Visual Analogy Between Object Parts

Poster Presentation 43.301: Monday, May 22, 2023, 8:30 am – 12:30 pm, Banyan Breezeway
Session: Object Recognition: Models

Hongjing Lu1 (), Shuhao Fu1; 1University of California, Los Angeles

When asked, “If a tree had a knee, where would it be?” preschoolers can point to a sensible location. This example of visual analogical reasoning illustrates the human ability to find and exploit resemblances based on relations among entities, rather than solely on the entities themselves. But how do perception and reasoning systems work together to accomplish visual analogy from pixel-level inputs? To address this question, we developed a spatial mapping task to measure the consistency of human judgments in finding analogous parts between two images. In Experiment 1 we used synthetic images of vehicles (cars, buses, motorcycles, bikes) generated from 3D object models. Participants were shown one image with two markers (each indicating one part of an object) and asked to place markers on corresponding locations in a different image (size of 400 by 300 pixels). Humans showed consistent judgments in placing the markers, with small spatial variability (~15 pixels).

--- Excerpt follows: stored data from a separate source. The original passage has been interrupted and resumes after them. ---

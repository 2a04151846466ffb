use serde_json::Value;
use std::io;

/// Write output as CSV to stdout.
///
/// The statement envelope flattens to field,value rows (nested objects
/// get a dotted prefix); report and scenario arrays write one record
/// per element with headers taken from the first element.
pub fn print_csv(value: &Value) {
    let stdout = io::stdout();
    let mut wtr = csv::Writer::from_writer(stdout.lock());

    match value {
        Value::Object(map) => {
            if let Some(Value::Object(result)) = map.get("result") {
                let _ = wtr.write_record(["field", "value"]);
                for (key, val) in result {
                    match val {
                        Value::Object(nested) => {
                            for (nested_key, nested_val) in nested {
                                let _ = wtr.write_record([
                                    format!("{}.{}", key, nested_key).as_str(),
                                    &format_csv_value(nested_val),
                                ]);
                            }
                        }
                        _ => {
                            let _ = wtr.write_record([key.as_str(), &format_csv_value(val)]);
                        }
                    }
                }
            } else {
                let _ = wtr.write_record(["field", "value"]);
                for (key, val) in map {
                    let _ = wtr.write_record([key.as_str(), &format_csv_value(val)]);
                }
            }
        }
        Value::Array(arr) => {
            write_array_csv(&mut wtr, arr);
        }
        _ => {
            let _ = wtr.write_record([&format_csv_value(value)]);
        }
    }

    let _ = wtr.flush();
}

fn write_array_csv(wtr: &mut csv::Writer<io::StdoutLock<'_>>, arr: &[Value]) {
    if arr.is_empty() {
        return;
    }

    if let Some(Value::Object(first)) = arr.first() {
        let headers: Vec<&str> = first.keys().map(|k| k.as_str()).collect();
        let _ = wtr.write_record(&headers);

        for item in arr {
            if let Value::Object(map) = item {
                let row: Vec<String> = headers
                    .iter()
                    .map(|h| {
                        map.get(*h)
                            .map(|v| format_csv_value(v))
                            .unwrap_or_default()
                    })
                    .collect();
                let _ = wtr.write_record(&row);
            }
        }
    } else {
        for item in arr {
            let _ = wtr.write_record([&format_csv_value(item)]);
        }
    }
}

fn format_csv_value(value: &Value) -> String {
    match value {
        Value::String(s) => s.clone(),
        Value::Number(n) => n.to_string(),
        Value::Bool(b) => b.to_string(),
        Value::Null => String::new(),
        _ => serde_json::to_string(value).unwrap_or_default(),
    }
}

Marker variability was lower when the two images were from the same rather than different object types, and when the images showed objects from similar rather than different viewpoints. In Experiment 2 we used the same task with realistic images of vehicles and obtained similar results. We developed a computational model for visual analogy, which first decomposes an object into parts using a deep learning model for semantic part segmentation, and then builds a structural representation using both visual features of parts and spatial relations between parts. These structural representations of objects are encoded as attributed graphs, and mapping is performed using a probabilistic graph matching algorithm. The model achieves close-to-human performance on the mapping task and predicts the influence of object type and viewpoints on mapping variability. These results support the essential role of structural representations of objects derived from raw images in performing downstream reasoning tasks.